Our next big purchase will be our own home after living here for so long. Being self-employed … banks don’t recognise either of us in terms of a mortgage.
How do you feel about money?
Money has never been a driving force. Money comes in, money goes. I’m not a big planner or saver, but I’ve had to learn and respect money a lot more.
Since I arrived here, when I was 22, I’ve always been financially independent. You lose your financial independence when you assume the role of a mum and stop working. That also pushed me to be an entrepreneur, to have my own money and financial security.
Have you become wiser financially?
I know things can change very quickly here, so it’s important to have savings. That is something that’s changed since I’ve become a parent.
You cannot live in Dubai or sustain a lifestyle here unless you’re employed or have savings. I’m not emotionally attached to money, but I make sure we have our ducks in a row.

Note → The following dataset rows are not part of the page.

//! Language code type: a code that has been checked against a registry.

use crate::i18n::LanguageRegistry;
use anyhow::{bail, Result};
use serde::Serialize;
use std::fmt;

/// A validated language code.
///
/// Values of this type only come out of a registry lookup, so a field set
/// never holds a code its registry does not offer.
#[derive(Debug, Clone, PartialEq, Eq, Hash, PartialOrd, Ord, Serialize)]
#[serde(transparent)]
pub struct LanguageCode(String);

impl LanguageCode {
    /// Create a LanguageCode from a code string.
    ///
    /// # Returns
    /// * `Ok(LanguageCode)` if the registry offers the code
    /// * `Err` if the code is unknown to the registry
    ///
    /// # Example
    /// ```ignore
    /// let korean = LanguageCode::from_code("kor", LanguageRegistry::get())?;
    /// ```
    pub fn from_code(code: &str, registry: &LanguageRegistry) -> Result<LanguageCode> {
        match registry.get_by_code(code) {
            Some(config) => Ok(LanguageCode(config.code.clone())),
            None => bail!("Unknown language code: '{}'", code),
        }
    }

    /// The raw code (e.g., "kor").
    pub fn as_str(&self) -> &str {
        &self.0
    }

    /// Upper-cased code as shown in the language selector (e.g., "KOR").
    pub fn display_label(&self) -> String {
        self.0.to_uppercase()
    }
}

impl AsRef<str> for LanguageCode {
    fn as_ref(&self) -> &str {
        &self.0
    }
}

impl PartialEq<str> for LanguageCode {
    fn eq(&self, other: &str) -> bool {
        self.0 == other
    }
}

impl PartialEq<&str> for LanguageCode {
    fn eq(&self, other: &&str) -> bool {
        self.0 == *other
    }
}

impl fmt::Display for LanguageCode {
    fn fmt(&self, f: &mut fmt::Formatter<'_>) -> fmt::Result {
        f.write_str(&self.0)
    }
}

Being privy to families that have had things taken away, circumstances changed that put them in financial difficulty … knowing that could happen made me more aware of money.

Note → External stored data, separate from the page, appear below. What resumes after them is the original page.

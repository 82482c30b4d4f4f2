//! Storage vs. production toggle of the ingredient stock form.
//!
//! The form records either that an ingredient went into storage (a single
//! date) or that it is being produced over a period bounded by the
//! ingredient's minimum and maximum production time. `ProductionForm` holds
//! what the user picked; `view` derives labels, which options are
//! selectable, and the end-date constraints from that state.

use crate::i18n::FormStrings;
use chrono::{Days, NaiveDate};
use serde::{Deserialize, Serialize};
use tracing::debug;

const DATE_FORMAT: &str = "%Y-%m-%d";

#[derive(Debug, Clone, Copy, Default, PartialEq, Eq, Serialize, Deserialize)]
#[serde(rename_all = "snake_case")]
pub enum Mode {
    #[default]
    Storage,
    Production,
}

/// One selectable ingredient of the stock form.
#[derive(Debug, Clone, PartialEq, Eq, Serialize, Deserialize)]
pub struct IngredientOption {
    /// Submitted value (ingredient id)
    pub value: String,
    pub label: String,
    pub producible: bool,
    /// Minimum production time in days
    #[serde(default)]
    pub min_time: Option<u32>,
    /// Maximum production time in days
    #[serde(default)]
    pub max_time: Option<u32>,
}

impl IngredientOption {
    /// Both production bounds, when both are set and non-zero.
    fn production_days(&self) -> Option<(u32, u32)> {
        match (self.min_time, self.max_time) {
            (Some(min), Some(max)) if min > 0 && max > 0 => Some((min, max)),
            _ => None,
        }
    }
}

/// Derived state of one ingredient option.
#[derive(Debug, Clone, PartialEq, Eq, Serialize)]
pub struct OptionView {
    pub value: String,
    pub label: String,
    pub disabled: bool,
    /// Tooltip explaining why the option is disabled
    pub title: Option<String>,
}

/// Everything the stock form displays for the current state.
#[derive(Debug, Clone, PartialEq, Eq, Serialize)]
pub struct ProductionFormView {
    pub mode: Mode,
    pub options: Vec<OptionView>,
    pub selected: Option<String>,
    pub start_label: String,
    pub end_label: String,
    pub start_min: NaiveDate,
    pub start_date: Option<NaiveDate>,
    pub end_date: Option<NaiveDate>,
    pub end_disabled: bool,
    pub end_min: Option<NaiveDate>,
    pub end_max: Option<NaiveDate>,
    pub helper_text: Option<String>,
}

/// End-date bounds for a production period.
#[derive(Debug, Clone, Copy, PartialEq, Eq)]
pub struct EndDateRange {
    pub min: NaiveDate,
    pub max: NaiveDate,
    pub min_days: u32,
    pub max_days: u32,
}

/// State of the storage/production stock form.
#[derive(Debug, Clone)]
pub struct ProductionForm {
    options: Vec<IngredientOption>,
    mode: Mode,
    selected: Option<String>,
    start_date: Option<NaiveDate>,
    end_date: Option<NaiveDate>,
    today: NaiveDate,
}

impl ProductionForm {
    /// Create the form in storage mode with nothing selected.
    pub fn new(options: Vec<IngredientOption>, today: NaiveDate) -> Self {
        let mut form = Self {
            options,
            mode: Mode::Storage,
            selected: None,
            start_date: None,
            end_date: None,
            today,
        };
        form.update_for_mode();
        form
    }

    // ==================== Events ====================

    pub fn set_mode(&mut self, mode: Mode) {
        debug!(?mode, "Stock form mode changed");
        self.mode = mode;
        self.update_for_mode();
    }

    /// Select an ingredient by value; an empty value clears the selection.
    pub fn select_ingredient(&mut self, value: &str) {
        self.selected = if value.is_empty() || self.option(value).is_none() {
            None
        } else {
            Some(value.to_string())
        };
        self.update_for_mode();
    }

    pub fn set_start_date(&mut self, date: Option<NaiveDate>) {
        self.start_date = date;
        if self.mode == Mode::Storage {
            self.end_date = date;
        }
    }

    /// Set the end date typed by the user. Ignored while the field is disabled.
    pub fn set_end_date(&mut self, date: Option<NaiveDate>) {
        if self.mode == Mode::Production {
            self.end_date = date;
        }
    }

    // ==================== Queries ====================

    pub fn mode(&self) -> Mode {
        self.mode
    }

    pub fn selected(&self) -> Option<&IngredientOption> {
        self.selected.as_deref().and_then(|value| self.option(value))
    }

    pub fn start_date(&self) -> Option<NaiveDate> {
        self.start_date
    }

    pub fn end_date(&self) -> Option<NaiveDate> {
        self.end_date
    }

    /// Allowed end dates of the current production period, if any.
    pub fn end_date_range(&self) -> Option<EndDateRange> {
        if self.mode != Mode::Production {
            return None;
        }
        let start = self.start_date?;
        let (min_days, max_days) = self.selected()?.production_days()?;

        Some(EndDateRange {
            min: start.checked_add_days(Days::new(min_days.into()))?,
            max: start.checked_add_days(Days::new(max_days.into()))?,
            min_days,
            max_days,
        })
    }

    pub fn view(&self) -> ProductionFormView {
        let strings = FormStrings::get();
        let production = self.mode == Mode::Production;
        let range = self.end_date_range();

        ProductionFormView {
            mode: self.mode,
            options: self
                .options
                .iter()
                .map(|option| {
                    let disabled = production && !option.producible;
                    OptionView {
                        value: option.value.clone(),
                        label: option.label.clone(),
                        disabled,
                        title: disabled.then(|| strings.not_producible.to_string()),
                    }
                })
                .collect(),
            selected: self.selected.clone(),
            start_label: if production {
                strings.start_label_production
            } else {
                strings.start_label_storage
            }
            .to_string(),
            end_label: if production {
                strings.end_label_production
            } else {
                strings.end_label_storage
            }
            .to_string(),
            start_min: self.today,
            start_date: self.start_date,
            end_date: self.end_date,
            end_disabled: !production,
            end_min: range.map(|r| r.min),
            end_max: range.map(|r| r.max),
            helper_text: range.map(|r| {
                strings
                    .production_period
                    .replace("{min}", &r.min_days.to_string())
                    .replace("{max}", &r.max_days.to_string())
                    .replace("{min_date}", &r.min.format(DATE_FORMAT).to_string())
                    .replace("{max_date}", &r.max.format(DATE_FORMAT).to_string())
            }),
        }
    }

    fn option(&self, value: &str) -> Option<&IngredientOption> {
        self.options.iter().find(|option| option.value == value)
    }

    fn update_for_mode(&mut self) {
        if self.mode == Mode::Production
            && self.selected().is_some_and(|option| !option.producible)
        {
            debug!("Clearing non-producible ingredient in production mode");
            self.selected = None;
        }
        // Storage is a single day; switching modes only syncs a filled start
        if self.mode == Mode::Storage && self.start_date.is_some() {
            self.end_date = self.start_date;
        }
    }
}

/// Parse a `YYYY-MM-DD` form value.
pub fn parse_form_date(value: &str) -> Option<NaiveDate> {
    NaiveDate::parse_from_str(value.trim(), DATE_FORMAT).ok()
}

#[cfg(test)]
mod tests {
    use super::*;

    fn date(value: &str) -> NaiveDate {
        parse_form_date(value).unwrap()
    }

    fn options() -> Vec<IngredientOption> {
        vec![
            IngredientOption {
                value: "1".to_string(),
                label: "상추".to_string(),
                producible: true,
                min_time: Some(30),
                max_time: Some(45),
            },
            IngredientOption {
                value: "2".to_string(),
                label: "소금".to_string(),
                producible: false,
                min_time: None,
                max_time: None,
            },
            IngredientOption {
                value: "3".to_string(),
                label: "새싹".to_string(),
                producible: true,
                min_time: Some(0),
                max_time: Some(7),
            },
        ]
    }

    fn form() -> ProductionForm {
        ProductionForm::new(options(), date("2025-03-01"))
    }

    // ==================== Storage Mode Tests ====================

    #[test]
    fn test_storage_mode_defaults() {
        let view = form().view();
        assert_eq!(view.mode, Mode::Storage);
        assert_eq!(view.start_label, "보관 시작일:");
        assert_eq!(view.end_label, "보관 종료일:");
        assert!(view.end_disabled);
        assert_eq!(view.start_min, date("2025-03-01"));
        assert!(view.options.iter().all(|o| !o.disabled));
        assert!(view.helper_text.is_none());
    }

    #[test]
    fn test_storage_end_date_follows_start_date() {
        let mut form = form();
        form.select_ingredient("2");
        form.set_start_date(Some(date("2025-03-10")));
        assert_eq!(form.end_date(), Some(date("2025-03-10")));

        form.set_end_date(Some(date("2025-04-01")));
        assert_eq!(form.end_date(), Some(date("2025-03-10")));
    }

    #[test]
    fn test_storage_clearing_start_clears_end() {
        let mut form = form();
        form.set_start_date(Some(date("2025-03-10")));
        assert_eq!(form.end_date(), Some(date("2025-03-10")));

        form.set_start_date(None);
        assert_eq!(form.start_date(), None);
        assert_eq!(form.end_date(), form.start_date());
    }

    #[test]
    fn test_mode_switch_without_start_keeps_end() {
        let mut form = form();
        form.set_mode(Mode::Production);
        form.set_end_date(Some(date("2025-04-02")));

        form.set_mode(Mode::Storage);
        assert_eq!(form.end_date(), Some(date("2025-04-02")));
    }

    // ==================== Production Mode Tests ====================

    #[test]
    fn test_production_disables_non_producible_options() {
        let mut form = form();
        form.set_mode(Mode::Production);
        let view = form.view();

        assert_eq!(view.start_label, "생산 시작일:");
        assert_eq!(view.end_label, "생산 종료일:");
        assert!(!view.end_disabled);

        let salt = view.options.iter().find(|o| o.value == "2").unwrap();
        assert!(salt.disabled);
        assert_eq!(salt.title.as_deref(), Some("이 재료는 생산할 수 없습니다"));
        let lettuce = view.options.iter().find(|o| o.value == "1").unwrap();
        assert!(!lettuce.disabled);
        assert!(lettuce.title.is_none());
    }

    #[test]
    fn test_production_clears_non_producible_selection() {
        let mut form = form();
        form.select_ingredient("2");
        assert!(form.selected().is_some());

        form.set_mode(Mode::Production);
        assert!(form.selected().is_none());
    }

    #[test]
    fn test_production_end_date_range_and_helper() {
        let mut form = form();
        form.set_mode(Mode::Production);
        form.select_ingredient("1");
        form.set_start_date(Some(date("2025-03-01")));

        let view = form.view();
        assert_eq!(view.end_min, Some(date("2025-03-31")));
        assert_eq!(view.end_max, Some(date("2025-04-15")));
        assert_eq!(
            view.helper_text.as_deref(),
            Some("생산 기간: 30~45일 (2025-03-31 ~ 2025-04-15)")
        );
    }

    #[test]
    fn test_production_zero_min_time_has_no_range() {
        let mut form = form();
        form.set_mode(Mode::Production);
        form.select_ingredient("3");
        form.set_start_date(Some(date("2025-03-01")));

        assert!(form.end_date_range().is_none());
        assert!(form.view().helper_text.is_none());
    }

    #[test]
    fn test_production_without_start_date_has_no_range() {
        let mut form = form();
        form.set_mode(Mode::Production);
        form.select_ingredient("1");
        assert!(form.end_date_range().is_none());
    }

    #[test]
    fn test_back_to_storage_drops_range() {
        let mut form = form();
        form.set_mode(Mode::Production);
        form.select_ingredient("1");
        form.set_start_date(Some(date("2025-03-01")));
        form.set_end_date(Some(date("2025-04-02")));
        assert_eq!(form.end_date(), Some(date("2025-04-02")));

        form.set_mode(Mode::Storage);
        let view = form.view();
        assert!(view.helper_text.is_none());
        assert!(view.end_disabled);
        assert_eq!(view.end_date, Some(date("2025-03-01")));
    }

    #[test]
    fn test_select_unknown_value_clears_selection() {
        let mut form = form();
        form.select_ingredient("1");
        form.select_ingredient("99");
        assert!(form.selected().is_none());
        form.select_ingredient("1");
        form.select_ingredient("");
        assert!(form.selected().is_none());
    }

    // ==================== Serialization Tests ====================

    #[test]
    fn test_view_serializes_dates_as_form_values() {
        let mut form = form();
        form.set_start_date(Some(date("2025-03-02")));
        let json = serde_json::to_value(form.view()).unwrap();
        assert_eq!(json["mode"], "storage");
        assert_eq!(json["start_date"], "2025-03-02");
        assert_eq!(json["end_date"], "2025-03-02");
    }

    #[test]
    fn test_parse_form_date() {
        assert_eq!(parse_form_date(" 2025-01-31 "), Some(date("2025-01-31")));
        assert!(parse_form_date("31/01/2025").is_none());
        assert!(parse_form_date("").is_none());
    }
}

As a business owner and a mother, there are so many more responsibilities. I’ve taken money more seriously.
What are you happiest spending on?
We spend more on travel; because the kids are older, they enjoy it. We spend on experiences or hotel stays … doing stuff, eating stuff.
I’m not a big spender on clothes, I don’t have to have a Louis Vuitton bag.
Do you teach your triplets financial literacy?
Very much so. We were talking about getting the kids their own savings accounts for them to be responsible for their own money and understanding it. It’s good for them to be able to navigate that, to save, see how it grows.
It’s so different to how we were growing up, what we had access to and aspired to. It’s good for them to know they could save and buy something, to understand they have to wait for something, rather than it just being bought for them.
One of the extra-curricular activities in school is an investors’ club. They’re already starting to think about shares, investing in certain brands and watching the market. If they get it right, we can all retire.
Do you have future financial goals?
Being business owners, it’s not so easy for us to up and leave, so we need to make sure our businesses are financially attractive to someone to buy or invest in.
For me, the goal would be to go pan-GCC and expand; to make it really lucrative for someone to want to take over, or financially sound and it just runs itself and grows.
I’m far too young to retire … I’ll keep going for as long as I can.